Friday, October 24, 2008

A Pre-Keynesian View of the Current Recession

Of course in several chapters of the General Theory (especially # 12) Keynes discussed the vagaries of financial markets and how they can crash. But in general that is not the main mechanism for macro fluctuations in Keynes. While there were predecessors to Keynes who can be seen as emphasizing broader shifts in aggregate demand, including Malthus, Sismondi, and Marx, the more common model of macro fluctuations posited by classical economists of the nineteenth century often focused on investment declines after bank failures after the crash of a speculative bubble, with the Panic of 1837 and its subsequent recession in the US an example (due to a crash of a speculative bubble in cotton lands). I shall indulge by quoting at length John Stuart Mill on speculative bubbles, who certainly saw this as the main source of macro fluctuations in the manner described above (J.S. Mill, Principles of Political Economy, Book II, Chap. 9, Section 3, 1848):

"The inclination of the mercantile public to increase their demand for commodities by making use of all or much of their credit as a purchasing power depends on their expectation of profit. When there is a general impression that the price of some commodity is likely to rise from an extra demand, a short crop, obstruction to importation, or any other cause, there is a disposition among the dealers to increase their stocks in order to profit by the expected rise. This disposition tends in itself to produce the effect that it looks forward to - a rise of price; and, if the rise is considerable and progressive, other speculators are attracted, who, as long as the price has not begun to fall, are willing to believe that it will continue rising. These by further purchases, produce a further advance, and thus a rise in price, for which there were originally some rational grounds, is often heightened by merely speculative purchases, until it greatly exceeds what the original grounds will justify. After a time this begins to be perceived, the price ceases to rise, and the holders, thinking it time to realize their gains, are anxious to sell. The the price begins to decline, the holders rush into the market to avoid a still greater loss, and, few being willing to buy in a falling market, the price falls much more suddenly than it rose. Those who have bought at a higher price than reasonable calculation justified, and who have been overtaken by the revulsion before they had realized, are losers in proportion to the greatness of the fall and to the quantity of the commodity which they hold, or have bound themselves to pay for."

5 comments:

Myrtle Blackwood said...

"there is a general impression that the price of some commodity is likely to rise from an extra demand, a short crop, obstruction to importation, or any other cause, there is a disposition among the dealers to increase their stocks in order to profit by the expected rise.

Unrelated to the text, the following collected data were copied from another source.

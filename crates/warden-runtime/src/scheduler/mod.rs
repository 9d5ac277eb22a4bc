// Copyright (c) 2026 Warden Contributors
//
// SPDX-License-Identifier: Apache-2.0
//! Time- and interval-driven agent runs, section 4.7. Both the cron
//! scheduler and the heartbeat scheduler share the same shape: a timer
//! fires, a fresh stateless agent runs a fixed prompt, and the result is
//! routed either straight to a channel or back into the workspace's own
//! message queue as a system event.
mod cron;
mod heartbeat;

pub use cron::{CronError, CronJob, CronScheduler};
pub use heartbeat::{HeartbeatError, HeartbeatScheduler};

use async_trait::async_trait;

/// Delivers a scheduled run's result into the session's own queue as a
/// steer-ineligible system event, for the `delivery = agent` / `both` case.
/// Implemented by whatever owns the workspace's `QueueManager`.
#[async_trait]
pub trait SystemEventSink: Send + Sync {
    async fn deliver(&self, session_key: &str, content: String);
}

The 'market' in action. A predicted shortage of an item essential to life results in greater shortage through the process of hoarding. This in turn causes the high price of food to rise even further for the majority of the population to the great benefit of a tiny minority who have rather extraordinary access to other people's money. They have full social permission to play with that money as they see fit and reward themselves in extraordinary ways.

The modern day change is that ordinary folk no longer have a choice as to whether they deposit their money with these speculators. (Compulsory superannuation in Australia).

Myrtle Blackwood said...

Another contemporary example: The Australian and other southern hemisphere governments heavily subsidises the purchase of agricultural land for a handful of selected corporations.

These so-privileged businesses are currently door-knocking in Northern NSW urging landowners to sell to them at above average prices. (After all, they can now afford to do so).

Industrial monoculture tree plantations are then planted on this so-acquired prime land. The result is further scarcity of good food-growing land. The price of land rises further ---> food prices rise. Financial speculators then move into agricultural commodities anticipating further hikes in the cost of food as further expansion of tree plantations continues.

The hole in the ozone and CO2 emissions grows exponentially as the volatile organic compounds from the vastly expanded global Eucalypt base combines with the smoke from vast industrial harvesting burnoffs.

Anonymous said...

Brenda,
Thanks for that rather dismal view of our future. Not that you're wrong, but you've got a knack for luridly descriptive pessimism.

Myrtle Blackwood said...

Jack, it could be regarded as a diagnosis. The negative prognosis could be changed if the economic trajectory was.

Jack said...

Given the strangle hold of the financial industry on the entire economic system is such a change even likely? And this circumstance isn't something that only recently happened because of the Bush cabal. It's been going on for at least the past one hundred years. Interestingly enough the Bush family has been at the epicenter of the system for all of that time. Not that they've been the exclusive agent, but they have certainly been primary. Try this list: GH Walker & Co, WA Harriman&Co, Brown Bros&Co, Brown Bros, Harriman&Co. Between the families of Walker, Bush, Brown and Harriman and every thing that has grown out of that one gets the sense that the investment banking community is not exactly an open forum. Guess who has been a managing director and head of Lehman Bros Investment Management division? None other than George H. Walker IV, formerly of Goldman, Sachs.

The connections between the investment banks has been virtually incestuous for a very long time. Is it time for a change? Sure, but what is the likelihood of that happening?